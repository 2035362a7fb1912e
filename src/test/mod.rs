//! Shared fixtures for unit tests.
//!
//! Each fixture models a small application as a [`MemoryIndex`]; the instruction listings in
//! the comments read like the disassembly they stand for.

use crate::index::{FieldRef, Instruction, InvokeKind, MemoryIndex, MethodBody, MethodRef};

fn sig(signature: &str) -> MethodRef {
    MethodRef::parse(signature).unwrap()
}

/// `C.c()` calls `B.b()` calls `A.a()`.
pub fn call_chain() -> MemoryIndex {
    MemoryIndex::builder()
        .call("Lcom/app/C;->c()V", "Lcom/app/B;->b()V")
        .call("Lcom/app/B;->b()V", "Lcom/app/A;->a()V")
        .build()
        .unwrap()
}

/// [`call_chain`] closed into a cycle by `A.a()` calling `C.c()`.
pub fn call_cycle() -> MemoryIndex {
    MemoryIndex::builder()
        .call("Lcom/app/C;->c()V", "Lcom/app/B;->b()V")
        .call("Lcom/app/B;->b()V", "Lcom/app/A;->a()V")
        .call("Lcom/app/A;->a()V", "Lcom/app/C;->c()V")
        .build()
        .unwrap()
}

/// An activity starting a background task, with call edges only.
///
/// - `Main.onCreate` sends over `Net`, loads an URL string and executes `Sync`
/// - `Sync.doInBackground` uploads over `Net`
/// - `Main.onClick` also sends over `Net`
pub fn android_app() -> MemoryIndex {
    let on_create = "Lcom/app/Main;->onCreate(Landroid/os/Bundle;)V";
    MemoryIndex::builder()
        .class("Lcom/app/Main;", Some("Landroid/app/Activity;"))
        .class("Lcom/app/Sync;", Some("Landroid/os/AsyncTask;"))
        .class("Lcom/app/Net;", None)
        .call(on_create, "Lcom/app/Net;->send(Ljava/lang/String;)V")
        .call(on_create, "Lcom/app/Sync;-><init>()V")
        .call(
            on_create,
            "Lcom/app/Sync;->execute([Ljava/lang/Object;)Landroid/os/AsyncTask;",
        )
        .string(on_create, "https://example.com/api")
        .call(
            "Lcom/app/Sync;->doInBackground([Ljava/lang/Object;)Ljava/lang/Object;",
            "Lcom/app/Net;->upload([B)V",
        )
        .call(
            "Lcom/app/Main;->onClick(Landroid/view/View;)V",
            "Lcom/app/Net;->send(Ljava/lang/String;)V",
        )
        .build()
        .unwrap()
}

/// A secret flowing through registers, a helper call, a field and a parameter.
///
/// ```text
/// Main.onCreate(Bundle)          registers 5, ins 2
///   0 invoke-static {} Source.secret()
///   1 move-result-object v0
///   2 move-object v1, v0
///   3 iput-object v1, v3, Main.token
///   4 invoke-static {v1} Util.wrap(String)
///   5 move-result-object v2
///   6 invoke-virtual {v3, v2} Main.leak(String)
///   7 const-string v1, "x"
///   8 invoke-static {v1} Log.d(String)
///
/// Main.leak(String)              registers 3, ins 2
///   0 invoke-static {v2} Net.send(String)
///
/// Worker.run()                   registers 3, ins 1
///   0 iget-object v0, v2, Main.token
///   1 invoke-static {v0} Net.upload(String)
/// ```
pub fn data_flow_app() -> MemoryIndex {
    let token = FieldRef::new("Lcom/app/Main;", "token", "Ljava/lang/String;");

    let on_create = MethodBody::new(5, 2)
        .with(Instruction::invoke(
            InvokeKind::Static,
            &[],
            sig("Lcom/app/Source;->secret()Ljava/lang/String;"),
        ))
        .with(Instruction::move_result(0))
        .with(Instruction::mov(1, 0))
        .with(Instruction::iput(1, 3, token.clone()))
        .with(Instruction::invoke(
            InvokeKind::Static,
            &[1],
            sig("Lcom/app/Util;->wrap(Ljava/lang/String;)Ljava/lang/String;"),
        ))
        .with(Instruction::move_result(2))
        .with(Instruction::invoke(
            InvokeKind::Virtual,
            &[3, 2],
            sig("Lcom/app/Main;->leak(Ljava/lang/String;)V"),
        ))
        .with(Instruction::const_string(1, "x"))
        .with(Instruction::invoke(
            InvokeKind::Static,
            &[1],
            sig("Lcom/app/Log;->d(Ljava/lang/String;)V"),
        ))
        .with(Instruction::return_void());

    let leak = MethodBody::new(3, 2)
        .with(Instruction::invoke(
            InvokeKind::Static,
            &[2],
            sig("Lcom/app/Net;->send(Ljava/lang/String;)V"),
        ))
        .with(Instruction::return_void());

    let run = MethodBody::new(3, 1)
        .with(Instruction::iget(0, 2, token))
        .with(Instruction::invoke(
            InvokeKind::Static,
            &[0],
            sig("Lcom/app/Net;->upload(Ljava/lang/String;)V"),
        ))
        .with(Instruction::return_void());

    MemoryIndex::builder()
        .class("Lcom/app/Main;", Some("Landroid/app/Activity;"))
        .method_body("Lcom/app/Main;->onCreate(Landroid/os/Bundle;)V", on_create)
        .method_body("Lcom/app/Main;->leak(Ljava/lang/String;)V", leak)
        .method_body("Lcom/app/Worker;->run()V", run)
        .build()
        .unwrap()
}

/// A web view exposing a script bridge, then loading a secret URL.
///
/// ```text
/// Main.show()                    registers 4, ins 1
///   0 new-instance v0, Browser
///   1 invoke-direct {v0} Browser.<init>()
///   2 new-instance v1, Bridge
///   3 invoke-direct {v1} Bridge.<init>()
///   4 const-string v2, "app"
///   5 invoke-virtual {v0, v1, v2} Browser.addJavascriptInterface(Object, String)
///   6 invoke-static {} Source.secret()
///   7 move-result-object v2
///   8 invoke-virtual {v0, v2} Browser.loadUrl(String)
///
/// @JavascriptInterface
/// Bridge.post(String)            registers 2, ins 2
///   0 invoke-static {v1} Net.send(String)
/// ```
pub fn webview_app() -> MemoryIndex {
    let show = MethodBody::new(4, 1)
        .with(Instruction::new_instance(0, "Lcom/app/Browser;"))
        .with(Instruction::invoke(
            InvokeKind::Direct,
            &[0],
            sig("Lcom/app/Browser;-><init>()V"),
        ))
        .with(Instruction::new_instance(1, "Lcom/app/Bridge;"))
        .with(Instruction::invoke(
            InvokeKind::Direct,
            &[1],
            sig("Lcom/app/Bridge;-><init>()V"),
        ))
        .with(Instruction::const_string(2, "app"))
        .with(Instruction::invoke(
            InvokeKind::Virtual,
            &[0, 1, 2],
            sig("Lcom/app/Browser;->addJavascriptInterface(Ljava/lang/Object;Ljava/lang/String;)V"),
        ))
        .with(Instruction::invoke(
            InvokeKind::Static,
            &[],
            sig("Lcom/app/Source;->secret()Ljava/lang/String;"),
        ))
        .with(Instruction::move_result(2))
        .with(Instruction::invoke(
            InvokeKind::Virtual,
            &[0, 2],
            sig("Lcom/app/Browser;->loadUrl(Ljava/lang/String;)V"),
        ))
        .with(Instruction::return_void());

    let post = MethodBody::new(2, 2)
        .with(Instruction::invoke(
            InvokeKind::Static,
            &[1],
            sig("Lcom/app/Net;->send(Ljava/lang/String;)V"),
        ))
        .with(Instruction::return_void());

    MemoryIndex::builder()
        .class("Lcom/app/Browser;", Some("Landroid/webkit/WebView;"))
        .class("Lcom/app/Main;", Some("Landroid/app/Activity;"))
        .method_body("Lcom/app/Main;->show()V", show)
        .method_body("Lcom/app/Bridge;->post(Ljava/lang/String;)V", post)
        .annotate(
            "Lcom/app/Bridge;->post(Ljava/lang/String;)V",
            "Landroid/webkit/JavascriptInterface;",
        )
        .build()
        .unwrap()
}
//! Per-application analysis results.

use serde::Serialize;

use crate::{engine::evaluator::Evaluation, links::LinkTable, Result};

/// Verdict of one bug template for one application.
#[derive(Debug, Clone, PartialEq, Eq, Serialize)]
pub struct BugVerdict {
    /// Template name
    pub bug: String,
    /// `true` if the bug is present
    pub satisfied: bool,
    /// Values bound while evaluating; only kept for satisfied templates
    #[serde(skip_serializing_if = "Option::is_none")]
    pub bindings: Option<LinkTable>,
}

impl BugVerdict {
    /// Builds the verdict of template `bug` from its evaluation.
    #[must_use]
    pub fn new(bug: &str, evaluation: Evaluation) -> Self {
        BugVerdict {
            bug: bug.to_string(),
            satisfied: evaluation.satisfied,
            bindings: evaluation.satisfied.then_some(evaluation.links),
        }
    }
}

/// All verdicts for one application, in template order.
#[derive(Debug, Clone, PartialEq, Eq, Serialize)]
pub struct AppReport {
    /// Application identifier
    pub app: String,
    /// One verdict per evaluated template
    pub bugs: Vec<BugVerdict>,
}

impl AppReport {
    /// Creates an empty report for `app`.
    #[must_use]
    pub fn new(app: &str) -> Self {
        AppReport {
            app: app.to_string(),
            bugs: Vec::new(),
        }
    }

    /// Verdicts of the bugs present in the application.
    pub fn satisfied(&self) -> impl Iterator<Item = &BugVerdict> {
        self.bugs.iter().filter(|verdict| verdict.satisfied)
    }

    /// Renders the report as pretty-printed JSON.
    ///
    /// # Errors
    ///
    /// Returns [`crate::Error::Json`] if serialization fails.
    pub fn to_json(&self) -> Result<String> {
        Ok(serde_json::to_string_pretty(self)?)
    }
}

#[cfg(test)]
mod tests {
    use super::*;

    #[test]
    fn bindings_only_for_present_bugs() {
        let mut links = LinkTable::new();
        links.bind("@x", "Lcom/app/Main;");

        let present = BugVerdict::new(
            "Present",
            Evaluation {
                satisfied: true,
                links: links.clone(),
            },
        );
        let absent = BugVerdict::new(
            "Absent",
            Evaluation {
                satisfied: false,
                links,
            },
        );
        assert!(present.bindings.is_some());
        assert!(absent.bindings.is_none());

        let mut report = AppReport::new("app.apk");
        report.bugs.push(present);
        report.bugs.push(absent);
        let names: Vec<&str> = report.satisfied().map(|v| v.bug.as_str()).collect();
        assert_eq!(names, vec!["Present"]);
    }
}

| Task requirements |
Each line that includes the string "token" should be copied from the data.

| Response to this exercise |
///   3 iput-object v1, v3, Main.token
///   0 iget-object v0, v2, Main.token
    let token = FieldRef::new("Lcom/app/Main;", "token", "Ljava/lang/String;");
        .with(Instruction::iput(1, 3, token.clone()))
        .with(Instruction::iget(0, 2, token))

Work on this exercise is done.